About 15 minutes after the Al-Amil attack, a suicide car bomb exploded in the nearby Al-Gazaliya area, killing one policeman, wounding six and destroying four of their cars, said Karim.

The US military said it had no immediate information about attacks in Al-Amil or Al-Gazaliya.

A car bomb also exploded this morning near a police station in Baghdad's southern neighbourhood of Dora, but no casualties were immediately reported, said police Captain Talib Thamir.

In that area a suicide car bomber attacked an Iraqi army checkpoint late on Wednesday, killing at least nine soldiers and wounding 16, including 10 civilians, police said.
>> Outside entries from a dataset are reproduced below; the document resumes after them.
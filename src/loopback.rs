// SPDX-License-Identifier: Parity-7.0.0 OR PolyForm-Noncommercial-1.0.0
/*!
Client and server in one process.

[`BufferedTransport`] is a [`CommandSerializer`] that collects flushed bytes in memory; its
[`TransportHandle`] lets the other side take them.  [`WireHelper`] wires a [`WireClient`] and a
[`WireServer`] (backed by [`SoftwareProcs`]) together through a pair of these, and moves
bytes only when asked, so tests decide exactly when each side sees the other's commands.

```
use gpu_wire::loopback::WireHelper;
use gpu_wire::RequestAdapterOptions;

let wire = WireHelper::new().unwrap();
let adapter = wire.instance().request_adapter(&RequestAdapterOptions::default());
wire.round_trip().unwrap();
let adapter = futures::executor::block_on(adapter).unwrap();
assert!(!adapter.handle().is_null());
```
*/

use crate::client::{Instance, WireClient};
use crate::config::WireDescriptor;
use crate::error::WireError;
use crate::imp::{SoftwareOptions, SoftwareProcs};
use crate::procs::ProcTable;
use crate::serializer::CommandSerializer;
use crate::server::WireServer;
use parking_lot::Mutex;
use std::collections::VecDeque;
use std::fmt::Debug;
use std::sync::Arc;

/// Allocation size used by [`WireHelper::new`].
pub const DEFAULT_TRANSPORT_CAPACITY: usize = 64 * 1024;

#[derive(Debug, Default)]
struct MessageQueue {
    messages: VecDeque<Vec<u8>>,
    closed: bool,
}

/// In-memory sending end.  Each flush (or allocation that would overflow the capacity)
/// becomes one message.
#[derive(Debug)]
pub struct BufferedTransport {
    capacity: usize,
    current: Vec<u8>,
    queue: Arc<Mutex<MessageQueue>>,
}

/// Receiving end of a [`BufferedTransport`].
#[derive(Debug, Clone)]
pub struct TransportHandle {
    queue: Arc<Mutex<MessageQueue>>,
}

impl BufferedTransport {
    /// A transport whose messages never exceed `capacity` bytes.
    pub fn new(capacity: usize) -> (BufferedTransport, TransportHandle) {
        let queue = Arc::new(Mutex::new(MessageQueue::default()));
        (
            BufferedTransport {
                capacity,
                current: Vec::new(),
                queue: queue.clone(),
            },
            TransportHandle { queue },
        )
    }

    fn commit(&mut self) {
        if !self.current.is_empty() {
            let message = std::mem::take(&mut self.current);
            self.queue.lock().messages.push_back(message);
        }
    }
}

impl CommandSerializer for BufferedTransport {
    fn maximum_allocation_size(&self) -> usize {
        self.capacity
    }

    fn get_cmd_space(&mut self, size: usize) -> Option<&mut [u8]> {
        if size > self.capacity || self.queue.lock().closed {
            return None;
        }
        if self.current.len() + size > self.capacity {
            self.commit();
        }
        let start = self.current.len();
        self.current.resize(start + size, 0);
        Some(&mut self.current[start..])
    }

    fn flush(&mut self) -> bool {
        if self.queue.lock().closed {
            return false;
        }
        self.commit();
        true
    }
}

impl TransportHandle {
    /// Every message flushed so far, oldest first.
    pub fn take_messages(&self) -> Vec<Vec<u8>> {
        self.queue.lock().messages.drain(..).collect()
    }

    /// Makes the sending end refuse everything from now on, as a broken pipe would.
    pub fn close(&self) {
        self.queue.lock().closed = true;
    }

    pub fn is_closed(&self) -> bool {
        self.queue.lock().closed
    }
}

/// A connected client and server.
pub struct WireHelper {
    instance: Instance,
    client: WireClient,
    server: WireServer,
    procs: Arc<SoftwareProcs>,
    to_server: TransportHandle,
    to_client: TransportHandle,
}

impl WireHelper {
    pub fn new() -> Result<Self, WireError> {
        Self::with_options(
            SoftwareOptions::default(),
            WireDescriptor::default(),
            DEFAULT_TRANSPORT_CAPACITY,
        )
    }

    /// A pair whose transports split anything larger than `transport_capacity` into chunks.
    pub fn with_options(
        options: SoftwareOptions,
        descriptor: WireDescriptor,
        transport_capacity: usize,
    ) -> Result<Self, WireError> {
        let procs = Arc::new(SoftwareProcs::with_options(options));
        let (client_transport, to_server) = BufferedTransport::new(transport_capacity);
        let (server_transport, to_client) = BufferedTransport::new(transport_capacity);
        let client = WireClient::new(Box::new(client_transport), descriptor.clone());
        let server = WireServer::new(
            ProcTable::new(procs.clone()),
            Box::new(server_transport),
            descriptor,
        );
        let instance = client.reserve_instance();
        server.inject_instance(instance.handle(), procs.create_instance())?;
        tracing::debug!(instance = %instance.handle(), "loopback wire ready");
        Ok(WireHelper {
            instance,
            client,
            server,
            procs,
            to_server,
            to_client,
        })
    }

    pub fn client(&self) -> &WireClient {
        &self.client
    }

    pub fn server(&self) -> &WireServer {
        &self.server
    }

    pub fn procs(&self) -> &Arc<SoftwareProcs> {
        &self.procs
    }

    /// The instance reserved and injected at construction.
    pub fn instance(&self) -> &Instance {
        &self.instance
    }

    /// The client-to-server pipe.
    pub fn to_server(&self) -> &TransportHandle {
        &self.to_server
    }

    /// The server-to-client pipe.
    pub fn to_client(&self) -> &TransportHandle {
        &self.to_client
    }

    /// Delivers everything the client has sent to the server.
    pub fn flush_client(&self) -> Result<(), WireError> {
        self.client.flush();
        for message in self.to_server.take_messages() {
            self.server.handle_commands(&message)?;
        }
        Ok(())
    }

    /// Delivers everything the server has sent to the client.
    pub fn flush_server(&self) -> Result<(), WireError> {
        self.server.flush();
        for message in self.to_client.take_messages() {
            self.client.handle_commands(&message)?;
        }
        Ok(())
    }

    /// Client to server, backend events, server to client.
    pub fn round_trip(&self) -> Result<(), WireError> {
        self.flush_client()?;
        self.server.process_events();
        self.flush_server()
    }
}

impl Debug for WireHelper {
    fn fmt(&self, f: &mut std::fmt::Formatter<'_>) -> std::fmt::Result {
        f.debug_struct("WireHelper")
            .field("client", &self.client)
            .field("server", &self.server)
            .finish_non_exhaustive()
    }
}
The US military said as many as 15 soldiers were killed but just six wounded.

Wednesday's brutal attack in Irbil, 215 miles north of Baghdad, was the deadliest one in Iraq since February 28, when a suicide car bomber struck a crowd of police and national guard recruits in Hillah, south of Iraq's capital, killing 125 and wounding more than 140.

The Irbil tragedy left pieces of flesh spattered on the walls outside the police recruitment centre. Nails and shards of metal were packed in with the explosives to maximise casualties.

A Sunni militant group, Ansar al-Sunnah Army, claimed responsibility, saying the attack was revenge for Kurdish co-operation with US forces.

Some 250 job seekers were waiting to be searched outside the recruitment centre when the bomb went off, said police Captain Othman Aziz. An Iraqi insurgent joined the line and detonated explosives concealed on his body, he said.

The US military put the toll at 60 dead and 150 wounded in the attack. Nearly 200 people have been killed in insurgent violence across Iraq since the new government was announced last week.

Attacks against security forces have become so frequent in Baghdad and other major centres that most recruitment centres are surrounded by protective blast walls. But the northern Kurdish areas usually have been spared the worst of the violence, in part because members of the Sunni Arab minority believed to be driving the insurgency stand out and are closely watched.

Ansar al-Sunnah, in its statement posted on a militant website, claimed the attack was a car bombing and said it was staged to punish Kurdish security forces that have "bowed their heads to the Crusaders and raised their spears against the Muslims and fought alongside the Americans." There was no bomb crater in the street, as there normally would be after a car bombing.

Ansar al-Sunnah is believed to be a breakaway faction of Ansar al-Islam, a Kurdish-led group with links to al Qaida. It has claimed responsibility for numerous attacks against Iraqi security forces and twin suicide bombings targeting Kurds in Irbil that killed 109 people in 2004.

Insurgents have stepped up their attacks since a new Cabinet was approved last week.

Prime Minister Ibrahim al-Jaafari hoped to include members of the Sunni minority, which dominated under Saddam Hussein, in his government. But members of his Shiite-dominated alliance have blocked candidates with links to Saddam's regime, which brutally repressed Shiites and Kurds.

After months of wrangling, the 37-member Cabinet included just four Sunni ministers in relatively minor posts. Bickering continues over seven positions, including the oil and defence ministries, which remain in temporary hands.